Brennick walked me through the Fremont facility one Saturday afternoon.
Computers come in and are checked out by volunteers or staffers. They charge
a fee to recycle computers below Pentium II, but newer models that can be
reused are accepted for free. Those are the ones that are repaired and
upgraded for shipment.
They charge $10 for monitors. They also charge to dispose of printers and
scanners because it would cost too much to repair them.
Recycling fees generate money to keep the operation going. The training for
volunteers is a side benefit of the main mission of getting computers and
technical help to nonprofits in poor countries. And it all helps cut down on
electronic waste.
About 10 volunteers a day work at the facility, putting in a few hours when
they can.
The ones who know the least about computers start by dismantling computers
for recycling. Beginners usually put in 10 hours dismantling computers
before moving toward the front of the building to the upgrade area.
Volunteers who put in 25 hours earn a computer for themselves.
On the Saturday I visited, there were five people taking apart old
computers.
Carolyn Cockle was at the beginners' table trying to open the case of an
Apple computer: "This is my first Apple." She comes in on Saturdays because
her weekdays are spent looking for a job.
She found out about the center from a city program for people over 55 who
need work. Cockle wants to earn a computer, and she said it feels good
knowing her work will help other people.
InterConnection puts up fliers at all Seattle libraries and at other
locations where potential volunteers are likely to see them, and it has a
grant from the city to provide computers to low-income people.

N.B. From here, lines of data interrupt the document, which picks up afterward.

// Copyright (c) 2022 Bastiaan Marinus van de Weerd


const HIT_POINTS: i32 = 200;
const GOBLIN_POWER: i32 = 3;

#[derive(Debug, Clone, Copy, PartialEq, Eq)]
enum Kind { Elf, Goblin }

#[cfg_attr(test, derive(Debug))]
#[derive(Clone)]
struct Unit {
	kind: Kind,
	pos: usize,
	hp: i32,
}

impl Unit {
	fn alive(&self) -> bool {
		self.hp > 0
	}
}

#[cfg_attr(test, derive(Debug))]
#[derive(Clone)]
struct Cave {
	open: Vec<bool>,
	stride: usize,
	units: Vec<Unit>,
}

#[cfg_attr(test, derive(Debug, PartialEq))]
struct Battle {
	rounds: usize,
	hp: i32,
	winner: Kind,
}

impl Battle {
	fn outcome(&self) -> usize {
		self.rounds * self.hp as usize
	}
}

impl Cave {
	/// Returns the positions adjacent to `pos`, in reading order.
	fn adjacent(&self, pos: usize) -> impl Iterator<Item = usize> {
		let s = self.stride;
		let above = (pos >= s).then(|| pos - s);
		let left = (pos % s > 0).then(|| pos - 1);
		let right = (pos % s < s - 1).then(|| pos + 1);
		let below = (pos + s < self.open.len()).then(|| pos + s);
		[above, left, right, below].into_iter().flatten()
	}

	fn unit_at(&self, pos: usize) -> Option<usize> {
		self.units.iter().position(|u| u.alive() && u.pos == pos)
	}

	fn is_free(&self, pos: usize) -> bool {
		self.open[pos] && self.unit_at(pos).is_none()
	}

	/// Breadth-first search over free squares; unreachable squares are `usize::MAX`.
	fn distances(&self, from: usize) -> Vec<usize> {
		use std::collections::VecDeque;

		let mut distances = vec![usize::MAX; self.open.len()];
		let mut queue = VecDeque::from([from]);
		distances[from] = 0;
		while let Some(pos) = queue.pop_front() {
			for next in self.adjacent(pos) {
				if distances[next] != usize::MAX || !self.is_free(next) { continue }
				distances[next] = distances[pos] + 1;
				queue.push_back(next);
			}
		}
		distances
	}

	fn enemy_at(&self, kind: Kind, pos: usize) -> Option<usize> {
		self.unit_at(pos).filter(|&j| self.units[j].kind != kind)
	}

	/// Returns where unit `i` moves to, if it moves at all.
	fn step(&self, i: usize) -> Option<usize> {
		let Unit { kind, pos, .. } = self.units[i];
		if self.adjacent(pos).any(|adj| self.enemy_at(kind, adj).is_some()) { return None }

		let distances = self.distances(pos);
		let (_, target) = self.units.iter()
			.filter(|u| u.alive() && u.kind != kind)
			.flat_map(|u| self.adjacent(u.pos))
			.filter(|adj| distances[*adj] != usize::MAX)
			.map(|adj| (distances[adj], adj))
			.min()?;

		let back = self.distances(target);
		self.adjacent(pos)
			.filter(|adj| back[*adj] != usize::MAX)
			.min_by_key(|adj| (back[*adj], *adj))
	}

	/// Returns the adjacent enemy with the fewest hit points, if any.
	fn target(&self, i: usize) -> Option<usize> {
		let Unit { kind, pos, .. } = self.units[i];
		self.adjacent(pos)
			.filter_map(|adj| self.enemy_at(kind, adj))
			.min_by_key(|&j| (self.units[j].hp, self.units[j].pos))
	}

	/// Simulates combat until one side has no targets left. With `spare_elves`
	/// set, returns `None` as soon as any elf dies.
	fn fight(mut self, elf_power: i32, spare_elves: bool) -> Option<Battle> {
		let mut rounds = 0;
		loop {
			self.units.sort_by_key(|u| u.pos);
			for i in 0..self.units.len() {
				if !self.units[i].alive() { continue }
				let kind = self.units[i].kind;
				if !self.units.iter().any(|u| u.alive() && u.kind != kind) {
					let hp = self.units.iter().filter(|u| u.alive()).map(|u| u.hp).sum();
					tracing::debug!(elf_power, rounds, hp, winner = ?kind, "combat ended");
					return Some(Battle { rounds, hp, winner: kind })
				}

				if let Some(next) = self.step(i) { self.units[i].pos = next }

				let Some(j) = self.target(i) else { continue };
				let power = match kind { Kind::Elf => elf_power, Kind::Goblin => GOBLIN_POWER };
				let target = &mut self.units[j];
				target.hp -= power;
				if !target.alive() && target.kind == Kind::Elf {
					tracing::trace!(elf_power, rounds, pos = target.pos, "elf died");
					if spare_elves { return None }
				}
			}
			self.units.retain(Unit::alive);
			rounds += 1;
		}
	}
}


fn input_cave_from_str(s: &str) -> Result<Cave, parsing::CaveError> {
	s.parse()
}


fn part1_impl(input_cave: Cave) -> Option<Battle> {
	input_cave.fight(GOBLIN_POWER, false)
}

pub(crate) fn part1(input: &str) -> anyhow::Result<usize> {
	let battle = part1_impl(input_cave_from_str(input)?)
		.ok_or_else(|| anyhow::anyhow!("Combat was aborted"))?;
	tracing::info!(winner = ?battle.winner, rounds = battle.rounds, "combat outcome");
	Ok(battle.outcome())
}


/// Finds the lowest elf attack power with which no elf dies. Powers beyond
/// the units' hit points kill in one blow just the same, so the search stops there.
fn part2_impl(input_cave: Cave) -> Option<(i32, Battle)> {
	use rayon::prelude::{IntoParallelIterator as _, ParallelIterator as _};
	(GOBLIN_POWER + 1..=HIT_POINTS)
		.into_par_iter()
		.find_map_first(|elf_power| input_cave.clone()
			.fight(elf_power, true)
			.map(|battle| (elf_power, battle)))
}

pub(crate) fn part2(input: &str) -> anyhow::Result<usize> {
	let (elf_power, battle) = part2_impl(input_cave_from_str(input)?)
		.ok_or_else(|| anyhow::anyhow!("Elves die at any attack power"))?;
	tracing::info!(elf_power, winner = ?battle.winner, rounds = battle.rounds, "no elf died");
	Ok(battle.outcome())
}


mod parsing {
	use std::str::FromStr;
	use super::{Cave, Kind, Unit, HIT_POINTS};

	#[derive(Debug, thiserror::Error)]
	pub(super) enum CaveError {
		#[error("Empty input")]
		Empty,
		#[error("Line {line} is {found} long instead of {len}")]
		LineLen { line: usize, len: usize, found: usize },
		#[error("Invalid byte {found:?} on line {line}, column {column}")]
		InvalidByte { line: usize, column: usize, found: char },
		#[error("No units in the cave")]
		NoUnits,
	}

	impl FromStr for Cave {
		type Err = CaveError;
		fn from_str(s: &str) -> Result<Self, Self::Err> {
			let stride = s.lines().next().map(str::len).filter(|len| *len > 0)
				.ok_or(CaveError::Empty)?;
			let mut open = Vec::with_capacity(stride * s.lines().count());
			let mut units = Vec::new();
			for (l, line) in s.lines().enumerate() {
				if line.len() != stride {
					return Err(CaveError::LineLen { line: l + 1, len: stride, found: line.len() }) }
				for (c, b) in line.bytes().enumerate() {
					let kind = match b {
						b'#' => { open.push(false); continue }
						b'.' => { open.push(true); continue }
						b'E' => Kind::Elf,
						b'G' => Kind::Goblin,
						found => return Err(CaveError::InvalidByte {
							line: l + 1, column: c + 1, found: found as char }),
					};
					units.push(Unit { kind, pos: open.len(), hp: HIT_POINTS });
					open.push(true);
				}
			}
			if units.is_empty() { return Err(CaveError::NoUnits) }
			Ok(Cave { open, stride, units })
		}
	}
}


#[cfg(test)]
mod tests {
	use super::*;
	use test_case::test_case;

	const EXAMPLE: &str = indoc::indoc! { "
		#######
		#.G...#
		#...EG#
		#.#.#G#
		#..G#E#
		#.....#
		#######
	" };

	#[test]
	fn movement() {
		let cave = input_cave_from_str(indoc::indoc! { "
			#######
			#E..G.#
			#...#.#
			#.G.#G#
			#######
		" }).unwrap();
		assert_eq!(cave.step(0), Some(7 + 2));

		let cave = input_cave_from_str(indoc::indoc! { "
			#######
			#.E...#
			#.....#
			#...G.#
			#######
		" }).unwrap();
		assert_eq!(cave.step(0), Some(7 + 3));
	}

	#[test]
	fn example() {
		let battle = part1_impl(input_cave_from_str(EXAMPLE).unwrap()).unwrap();
		assert_eq!(battle, Battle { rounds: 47, hp: 590, winner: Kind::Goblin });
		let (elf_power, battle) = part2_impl(input_cave_from_str(EXAMPLE).unwrap()).unwrap();
		assert_eq!(elf_power, 15);
		assert_eq!(battle, Battle { rounds: 29, hp: 172, winner: Kind::Elf });
	}

	#[test_case(indoc::indoc! { "
		#######
		#G..#E#
		#E#E.E#
		#G.##.#
		#...#E#
		#...E.#
		#######
	" }, 36334, None)]
	#[test_case(indoc::indoc! { "
		#######
		#E..EG#
		#.#G.E#
		#E.##E#
		#G..#.#
		#..E#.#
		#######
	" }, 39514, Some(31284))]
	#[test_case(indoc::indoc! { "
		#######
		#E.G#.#
		#.#G..#
		#G.#.G#
		#G..#.#
		#...E.#
		#######
	" }, 27755, Some(3478))]
	#[test_case(indoc::indoc! { "
		#######
		#.E...#
		#.#..G#
		#.###.#
		#E#G#G#
		#...#G#
		#######
	" }, 28944, Some(6474))]
	#[test_case(indoc::indoc! { "
		#########
		#G......#
		#.E.#...#
		#..##..G#
		#...##..#
		#...#...#
		#.G...G.#
		#.....G.#
		#########
	" }, 18740, Some(1140))]
	fn outcomes(input: &str, outcome: usize, spared_outcome: Option<usize>) {
		assert_eq!(super::part1(input).unwrap(), outcome);
		if let Some(spared_outcome) = spared_outcome {
			assert_eq!(super::part2(input).unwrap(), spared_outcome);
		}
	}

	#[test]
	fn answers() {
		assert_eq!(super::part1(EXAMPLE).unwrap(), 27730);
		assert_eq!(super::part2(EXAMPLE).unwrap(), 4988);
		assert!(matches!(input_cave_from_str("#.#\n#.\n"),
			Err(parsing::CaveError::LineLen { line: 2, len: 3, found: 2 })));
		assert!(matches!(input_cave_from_str("###\n#.#\n###\n"), Err(parsing::CaveError::NoUnits)));
		assert!(matches!(input_cave_from_str("###\n#E#\n#x#\n"),
			Err(parsing::CaveError::InvalidByte { line: 3, column: 2, found: 'x' })));
	}
}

It helps to have your own computer now that so many jobs are posted on the
Internet.
"We don't teach computer use. Lots of programs do that, but we're one of the
few that provide hardware," Brennick said.
Another volunteer, Victor, is working under a court order to do community
service, so I agreed to use only his first name. He had a negligent driving
incident. He works at Microsoft, so working with computers seemed like a
good way to discharge his obligation.
He's been doing more complicated work and helping to train novice
volunteers. He said he might stay on after he'd completed his sentence, and
maybe create a better training program for the center.
Mike Yust is one of the center's first real employees. He was doing some
freelance computer work and had some free time last summer. He'd heard
something about the program on the radio and decided that rather than
wasting time playing video games he'd come down and volunteer.
The weekend I visited, they were working on 200 computers headed to Morocco
and preparing another 80 for World Vision in Chile.
Tall stacks of plastic-wrapped computers wait to be shipped out, 700 to 800
of them.
Total Reclaim, a commercial recycler, allows InterConnection to weed through
computers waiting to be destroyed and pull out some that are still useable.
It takes a little money from Total Reclaim's recycling business, but means a
lot to the people who need the technology.
Brennick pointed out a Pentium III computer in the shrink-wrapped stack.
People get new machines and think nothing of throwing out a perfectly good
and, in this case, not very old machine.
"In the U.S. a new computer is used for about two years nowadays," he said.
"Sometimes we get brand-new stuff. People just throw it away."
I can't count the perfectly good resolutions I've made and thrown away. I
have to salute Brennick for seeing a problem, thinking up a solution and
making it happen. May we all have a new year that fruitful.